24 خرداد 1405
رحمن دشتي

رحمن دشتی

مرتبه علمی: دانشیار
نشانی: دانشکده مهندسی سیستم های هوشمند و علوم داده - گروه مهندسی برق
تحصیلات: دکترای تخصصی / مهندسی برق
تلفن: +98-7731222756
دانشکده: دانشکده مهندسی سیستم های هوشمند و علوم داده

مشخصات پژوهش

عنوان
A Data-Driven Framework for Forecasting EV Charging Infrastructure Using Large Language Models
نوع پژوهش مقالات در همایش ها
کلیدواژه‌ها
Electric Vehicle Charging Stations (EVCS), Large Language Model (LLM), Location Prediction, Machine Learning, K-Nearest Neighbors (KNN), Population Density, Points of Interest (POI)
پژوهشگران محمدرضا منصوری (نفر اول) ، رضا غریبی (نفر دوم) ، علی درویشی (نفر سوم) ، بهنام رنجبر (نفر چهارم) ، رحمن دشتی (نفر پنجم)

چکیده

With increasing electric vehicle (EV) adoption, optimal charging station (EVCS) installation is vital for urban planning.

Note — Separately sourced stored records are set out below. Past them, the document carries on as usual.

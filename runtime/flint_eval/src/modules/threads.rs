//! Thread primitives module.
//!
//! Registers `/create/thread`: pop a code operand and an argument value,
//! and run the code on a new OS thread whose fresh execution context
//! starts with just the argument on its stack. The thread is not awaited;
//! script-level join discipline (a semaphore, a flag in the global tree)
//! is up to the script.

use std::sync::Arc;

use crate::code::Signal;
use crate::errors::{EvalError, EvalResult};
use crate::registry::{NativeModule, NativeOp, Registrar};
use crate::runtime::{spawn_thread, ExecContext};

/// The `thread` module.
pub struct ThreadModule;

impl NativeModule for ThreadModule {
    fn name(&self) -> &'static str {
        "thread"
    }

    fn register(&self, reg: &mut Registrar<'_>) {
        reg.bind_op("/create/thread", Arc::new(Create));
    }
}

/// Pop code and argument, spawn a detached script thread.
struct Create;

impl NativeOp for Create {
    fn name(&self) -> &'static str {
        "thread.create"
    }

    fn run(&self, cx: &mut ExecContext) -> EvalResult<Signal> {
        let code_operand = cx.stack.pop(None)?;
        let unit = cx.code_of(&code_operand, None)?;
        let argument_operand = cx.stack.pop(None)?;
        let argument = cx.resolved(&argument_operand, None)?;

        let handle = spawn_thread(cx.runtime().clone(), unit, argument)
            .map_err(|e| EvalError::custom(format!("can't create thread: {e}")))?;
        // Fire and forget; the spawning context does not track completion.
        drop(handle);

        cx.cache.reclaim(argument_operand);
        Ok(Signal::Continue)
    }
}
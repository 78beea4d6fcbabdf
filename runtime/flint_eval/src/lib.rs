//! Flint Eval - the execution engine of the Flint scripting language.
//!
//! Flint is a small embeddable stack-based language: scripts compile
//! (externally) into trees of operations, and this crate runs those trees.
//!
//! # Architecture
//!
//! - [`Value`]: the closed five-variant value model (numbers, text, names,
//!   code, indirect references), shared by handle
//! - [`Cache`]: per-context recycling allocator for text buffers
//! - [`OperandStack`] and [`Environment`]: per-context operand stack and
//!   lexical frame chain
//! - [`CodeUnit`] / [`Signal`]: executable units and the three-way
//!   control signal threaded through every execution call
//! - [`NamespaceTree`]: the shared global namespace, a hand-rolled
//!   multiway search tree keyed by `/`-delimited paths
//! - [`Runtime`] / [`ExecContext`]: the shared engine state and the
//!   per-thread execution bundle; [`spawn_thread`] runs a unit on a new
//!   OS thread
//! - [`NativeOp`] / [`NativeModule`]: the extension interface, dispatched
//!   identically to built-ins

pub mod errors;
pub mod exec;
mod cache;
mod code;
mod environment;
mod format;
mod introspect;
mod modules;
mod operators;
mod print_handler;
mod registry;
mod runtime;
mod stack;
mod tree;
mod value;

#[cfg(test)]
mod tests;

pub use cache::{Cache, CacheStats};
pub use code::{CodeBuilder, CodeUnit, OpKind, Operation, Signal};
pub use environment::{Environment, Frame};
pub use errors::{EvalError, EvalErrorKind, EvalResult};
pub use introspect::{dump_cache, dump_stack, dump_tree, dump_tree_stats};
pub use modules::{StringModule, ThreadModule};
pub use operators::{evaluate_arith, evaluate_compare, ArithOp, CompareOp};
pub use print_handler::PrintHandler;
pub use registry::{NativeModule, NativeOp, Registrar};
pub use runtime::{spawn_thread, ExecContext, Runtime, SharedRuntime};
pub use stack::OperandStack;
pub use tree::{NamespaceTree, Slot, TreeStats, FANOUT};
pub use value::{Heap, Value};

// Re-export the leaf types evaluation is expressed in.
pub use flint_ir::{Name, SourcePos};
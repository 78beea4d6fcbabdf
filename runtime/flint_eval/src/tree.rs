//! The global namespace tree.
//!
//! A balanced multiway search tree mapping hierarchical path strings
//! (`/<index>/<namespace>`) to shared variable slots. Fan-out is bounded at
//! [`FANOUT`] keys and `FANOUT + 1` children per node; leaf versus internal
//! is fixed when a node is created. Inserting into a full node splits it
//! into two half-full siblings and propagates the median pair upward,
//! growing the tree by one level when the split reaches the root.
//!
//! Entries are never removed - the tree only grows. Duplicate-key inserts
//! are rejected rather than overwritten; callers wanting upsert semantics
//! find the slot first and write through it.
//!
//! Keys compare byte-wise, so numeric path segments sort lexicographically:
//! `"/10/x"` comes before `"/2/x"`. Callers that need numeric iteration
//! order must account for this themselves.
//!
//! The whole tree sits behind a reader/writer lock: `find` and `traverse`
//! take the shared side, `insert` the exclusive side. Slots are themselves
//! individually locked so two threads can mutate different entries without
//! touching the tree lock.

use std::sync::Arc;

use parking_lot::RwLock;

use crate::value::Value;

/// Keys per node. A node holds at most this many entries and, when
/// internal, one more child than entries.
pub const FANOUT: usize = 6;

/// A shared, individually locked variable slot. `None` is a declared but
/// uninitialized entry.
pub type Slot = Arc<RwLock<Option<Value>>>;

/// Tree shape counters, reported by the diagnostics surface.
#[derive(Copy, Clone, Debug, Default, PartialEq, Eq)]
pub struct TreeStats {
    /// Levels from root to leaf (0 when empty).
    pub depth: usize,
    /// Total node count.
    pub nodes: usize,
    /// Total entry count.
    pub entries: usize,
}

/// One (key, slot) pair.
#[derive(Debug)]
struct Entry {
    key: Box<str>,
    slot: Slot,
}

/// A tree node. `entries` is sorted and bounded by [`FANOUT`] (transiently
/// one more during a split); `children` is empty for leaves and
/// `entries.len() + 1` for internal nodes.
#[derive(Debug)]
struct Node {
    leaf: bool,
    entries: Vec<Entry>,
    children: Vec<Box<Node>>,
}

impl Node {
    fn new_leaf() -> Self {
        Node {
            leaf: true,
            entries: Vec::with_capacity(FANOUT),
            children: Vec::new(),
        }
    }
}

/// Outcome of inserting into a subtree.
enum Inserted {
    /// Entry placed without overflowing this subtree's root.
    Done,
    /// Key already present; nothing changed.
    Duplicate,
    /// This node overflowed and split: the node itself is now the left
    /// sibling, `median` and `right` must be placed in the parent.
    Split { median: Entry, right: Box<Node> },
}

/// Insert `entry` into the subtree rooted at `node`. `nodes` counts the
/// nodes created by splits.
fn insert_into(node: &mut Node, entry: Entry, nodes: &mut usize) -> Inserted {
    let idx = match node
        .entries
        .binary_search_by(|e| e.key.as_ref().cmp(&*entry.key))
    {
        Ok(_) => return Inserted::Duplicate,
        Err(idx) => idx,
    };

    if node.leaf {
        node.entries.insert(idx, entry);
    } else {
        match insert_into(&mut node.children[idx], entry, nodes) {
            Inserted::Split { median, right } => {
                node.entries.insert(idx, median);
                node.children.insert(idx + 1, right);
            }
            other => return other,
        }
    }

    if node.entries.len() > FANOUT {
        *nodes += 1;
        Inserted::Split {
            median: split_median(node),
            right: split_right(node),
        }
    } else {
        Inserted::Done
    }
}

/// Detach the overflowing node's upper half as a new right sibling.
///
/// With `FANOUT + 1` entries the median index is `FANOUT / 2`; the left
/// sibling (the node itself) and the right sibling each keep `FANOUT / 2`
/// entries.
fn split_right(node: &mut Node) -> Box<Node> {
    let right_entries = node.entries.split_off(FANOUT / 2 + 1);
    let right_children = if node.leaf {
        Vec::new()
    } else {
        node.children.split_off(FANOUT / 2 + 1)
    };
    Box::new(Node {
        leaf: node.leaf,
        entries: right_entries,
        children: right_children,
    })
}

/// Remove and return the median entry after [`split_right`] has detached
/// everything above it.
fn split_median(node: &mut Node) -> Entry {
    // split_right leaves FANOUT / 2 + 1 entries; the last one is the median.
    match node.entries.pop() {
        Some(entry) => entry,
        // entries.len() > FANOUT guarantees a median exists.
        None => unreachable!("split of an empty node"),
    }
}

/// Interior state guarded by the tree lock.
#[derive(Debug, Default)]
struct TreeInner {
    root: Option<Box<Node>>,
    stats: TreeStats,
}

/// The global namespace tree. See the module docs for semantics.
#[derive(Debug, Default)]
pub struct NamespaceTree {
    inner: RwLock<TreeInner>,
}

impl NamespaceTree {
    /// Create an empty tree.
    pub fn new() -> Self {
        NamespaceTree::default()
    }

    /// Insert a new entry with the given initial value.
    ///
    /// Returns `false` when the key is already present (the tree is
    /// unchanged). Takes the exclusive side of the tree lock.
    pub fn insert(&self, key: &str, initial: Option<Value>) -> bool {
        let entry = Entry {
            key: key.into(),
            slot: Arc::new(RwLock::new(initial)),
        };

        let mut inner = self.inner.write();
        match inner.root.take() {
            None => {
                let mut root = Node::new_leaf();
                root.entries.push(entry);
                inner.root = Some(Box::new(root));
                inner.stats = TreeStats {
                    depth: 1,
                    nodes: 1,
                    entries: 1,
                };
                true
            }
            Some(mut root) => {
                let mut nodes = inner.stats.nodes;
                let outcome = insert_into(&mut root, entry, &mut nodes);
                match outcome {
                    Inserted::Duplicate => {
                        inner.root = Some(root);
                        false
                    }
                    Inserted::Done => {
                        inner.root = Some(root);
                        inner.stats.nodes = nodes;
                        inner.stats.entries += 1;
                        true
                    }
                    Inserted::Split { median, right } => {
                        // The old root became the left sibling; grow a new
                        // internal root above the pair.
                        let new_root = Node {
                            leaf: false,
                            entries: vec![median],
                            children: vec![root, right],
                        };
                        inner.root = Some(Box::new(new_root));
                        inner.stats.nodes = nodes + 1;
                        inner.stats.depth += 1;
                        inner.stats.entries += 1;
                        true
                    }
                }
            }
        }
    }

    /// Point lookup. Returns a clone of the slot handle so the caller can
    /// read or write the entry after the tree lock is released.
    pub fn find(&self, key: &str) -> Option<Slot> {
        let inner = self.inner.read();
        let mut node = inner.root.as_deref()?;
        loop {
            match node
                .entries
                .binary_search_by(|e| e.key.as_ref().cmp(key))
            {
                Ok(idx) => return Some(node.entries[idx].slot.clone()),
                Err(idx) => {
                    if node.leaf {
                        return None;
                    }
                    node = &node.children[idx];
                }
            }
        }
    }

    /// Visit every entry in byte-wise key order under the shared lock.
    pub fn traverse(&self, mut f: impl FnMut(&str, &Slot)) {
        fn visit(node: &Node, f: &mut impl FnMut(&str, &Slot)) {
            for (i, entry) in node.entries.iter().enumerate() {
                if !node.leaf {
                    visit(&node.children[i], f);
                }
                f(&entry.key, &entry.slot);
            }
            if !node.leaf {
                if let Some(last) = node.children.last() {
                    visit(last, f);
                }
            }
        }

        let inner = self.inner.read();
        if let Some(root) = inner.root.as_deref() {
            visit(root, &mut f);
        }
    }

    /// Shape counters.
    pub fn stats(&self) -> TreeStats {
        self.inner.read().stats
    }

    /// Number of entries.
    pub fn len(&self) -> usize {
        self.inner.read().stats.entries
    }

    /// Whether the tree is empty.
    pub fn is_empty(&self) -> bool {
        self.len() == 0
    }
}
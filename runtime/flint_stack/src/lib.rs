//! Stack safety utilities for deep recursion.
//!
//! Executing an executable unit recurses for every nested unit (loop bodies,
//! branches, invoked code values), so deeply nested scripts can exhaust the
//! OS stack. This crate wraps the `stacker` crate to grow the stack on
//! demand; on WASM targets the closure is called directly (WASM has its own
//! stack management).

/// Ensure sufficient stack space is available before executing `f`.
///
/// On native targets, grows the stack when less than the red zone remains.
#[inline]
#[cfg(not(target_arch = "wasm32"))]
pub fn ensure_sufficient_stack<R>(f: impl FnOnce() -> R) -> R {
    /// Minimum stack space to keep available (100KB red zone).
    const RED_ZONE: usize = 100 * 1024;

    /// Stack space to allocate when growing (1MB).
    const STACK_PER_RECURSION: usize = 1024 * 1024;

    stacker::maybe_grow(RED_ZONE, STACK_PER_RECURSION, f)
}

/// WASM version - just call directly.
#[inline]
#[cfg(target_arch = "wasm32")]
pub fn ensure_sufficient_stack<R>(f: impl FnOnce() -> R) -> R {
    f()
}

Determining suitable locations remains a significant challenge. Previous Dubai studies used traditional machine learning like K-Nearest Neighbors (KNN), Logistic Regression, Neural Networks, and Support Vector Machines. Trained on 80% of the dataset, these achieved up to 89% KNN accuracy, using features like geographic coordinates, population density, Points of Interest (POI), and security cameras. This paper introduces a novel Large Language Model (LLM) approach. Structured data is converted to text; Llama 3 8B is fine-tuned via QLoRA for EVCS classification. Results show substantial accuracy and data efficiency: 98% (60% data) and 97% (50% data). This contrasts significantly with the 89% accuracy from 80% training data in prior methods. Fine-tuned LLMs prove a powerful, highly dataefficient tool for optimizing EVCS distribution and advancing smart city infrastructure.